Besides paying a large sum of money for medical malpractice insurance, physicians must learn the basic facts about the different kinds of coverage.

Policies promising coverage of claims

These protect the policy holder as long as the purchased policy was in effect at a specific point in time. Each policy needs to have been in effect when the doctor committed the alleged error. By the same token, it must have been in effect when the malpractice claim was made by the doctor’s former patient.

Policies promising coverage of occurrences

These protect the policy holder as long as the purchased policy was in effect at the time when the insured physician committed the alleged error. This type of policy covers the policy holder, regardless of the time when the patient came forward with a claim.

Not every policy comes with the same coverage limits.

Some policies have per-occurrence limits. Personal Injury Lawyer in Kitchener knows that these put a limit on the total amount of money that the insurance company will pay for a single claim. Other polices place an aggregated limit on coverage. These place a restriction on the total amount of money that the insurance company will provide a specific doctor/ policy holder during a given period of time.

Types of coverage

Hospitals normally buy an insurance that offers group coverage. A professional working in the medical field usually desires personal coverage. Some doctors pay for personal coverage while they remain working in a hospital. That serves to protect the hospital, if the insured doctor on the hospital’s staff happens to make a terrible mistake.

Exemptions that could free an insurance company of the need to protect a specific physician.

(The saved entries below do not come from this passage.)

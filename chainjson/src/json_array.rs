// SPDX-License-Identifier: Apache-2.0

use core::fmt;

use crate::value::JsonValue;

/// Assignment to an index past the end of a [`JsonArray`].
#[derive(Debug, Clone, Copy, PartialEq, Eq)]
pub struct IndexOutOfBounds {
    pub index: usize,
    pub len: usize,
}

impl fmt::Display for IndexOutOfBounds {
    fn fmt(&self, f: &mut fmt::Formatter<'_>) -> fmt::Result {
        write!(f, "index {} out of bounds for length {}", self.index, self.len)
    }
}

impl std::error::Error for IndexOutOfBounds {}

/// An ordered, index-addressable sequence of values.
#[derive(Debug, Clone, Default, PartialEq)]
pub struct JsonArray {
    values: Vec<JsonValue>,
}

impl JsonArray {
    pub fn new() -> Self {
        Self::default()
    }

    /// Appends a value.
    pub fn push(&mut self, value: impl Into<JsonValue>) {
        self.values.push(value.into());
    }

    pub fn get(&self, index: usize) -> Option<&JsonValue> {
        self.values.get(index)
    }

    pub fn get_mut(&mut self, index: usize) -> Option<&mut JsonValue> {
        self.values.get_mut(index)
    }

    /// Replaces the value at `index`, returning the old one.
    ///
    /// # Errors
    ///
    /// [`IndexOutOfBounds`] if `index >= len()`; the array is left unchanged.
    pub fn set(
        &mut self,
        index: usize,
        value: impl Into<JsonValue>,
    ) -> Result<JsonValue, IndexOutOfBounds> {
        let len = self.values.len();
        let slot = self
            .values
            .get_mut(index)
            .ok_or(IndexOutOfBounds { index, len })?;
        Ok(core::mem::replace(slot, value.into()))
    }

    pub fn len(&self) -> usize {
        self.values.len()
    }

    pub fn is_empty(&self) -> bool {
        self.values.is_empty()
    }

    pub fn iter(&self) -> core::slice::Iter<'_, JsonValue> {
        self.values.iter()
    }

    pub fn as_slice(&self) -> &[JsonValue] {
        &self.values
    }
}

impl From<Vec<JsonValue>> for JsonArray {
    fn from(values: Vec<JsonValue>) -> Self {
        Self { values }
    }
}

impl<V: Into<JsonValue>> FromIterator<V> for JsonArray {
    fn from_iter<I: IntoIterator<Item = V>>(iter: I) -> Self {
        Self {
            values: iter.into_iter().map(Into::into).collect(),
        }
    }
}

impl IntoIterator for JsonArray {
    type Item = JsonValue;
    type IntoIter = std::vec::IntoIter<JsonValue>;

    fn into_iter(self) -> Self::IntoIter {
        self.values.into_iter()
    }
}

impl<'a> IntoIterator for &'a JsonArray {
    type Item = &'a JsonValue;
    type IntoIter = core::slice::Iter<'a, JsonValue>;

    fn into_iter(self) -> Self::IntoIter {
        self.values.iter()
    }
}

impl fmt::Display for JsonArray {
    fn fmt(&self, f: &mut fmt::Formatter<'_>) -> fmt::Result {
        f.write_str("[")?;
        for (i, value) in self.values.iter().enumerate() {
            if i > 0 {
                f.write_str(", ")?;
            }
            write!(f, "{value}")?;
        }
        f.write_str("]")
    }
}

If a patient got hurt while a doctor was committing an illegal act, the medical malpractice insurance would not protect that doctor from the financial obligations that could arise, as a result of the patient’s lawsuit.

If a patient became injured while a physician was engaged in an act of misconduct, typically one that involved some form of sexual misbehavior, then the insurance would not offer protection from any possible lawsuit.

If a doctor had carried out some type of misrepresentation during the writing of the insurance policy, then the company that had agreed to include that false information in its policy would not protect the professional that had committed that fraudulent act.

For instance, suppose that a dermatologist claimed the ability to perform a type of plastic surgery, when he had not training in performance of such operations. Later, if the same dermatologist hurt a patient that had requested cosmetic surgery, the insurance company would refuse to offer financial protection. Understand that the removal of protection from the insurer would not end any attempted protections for the doctor’s reputation.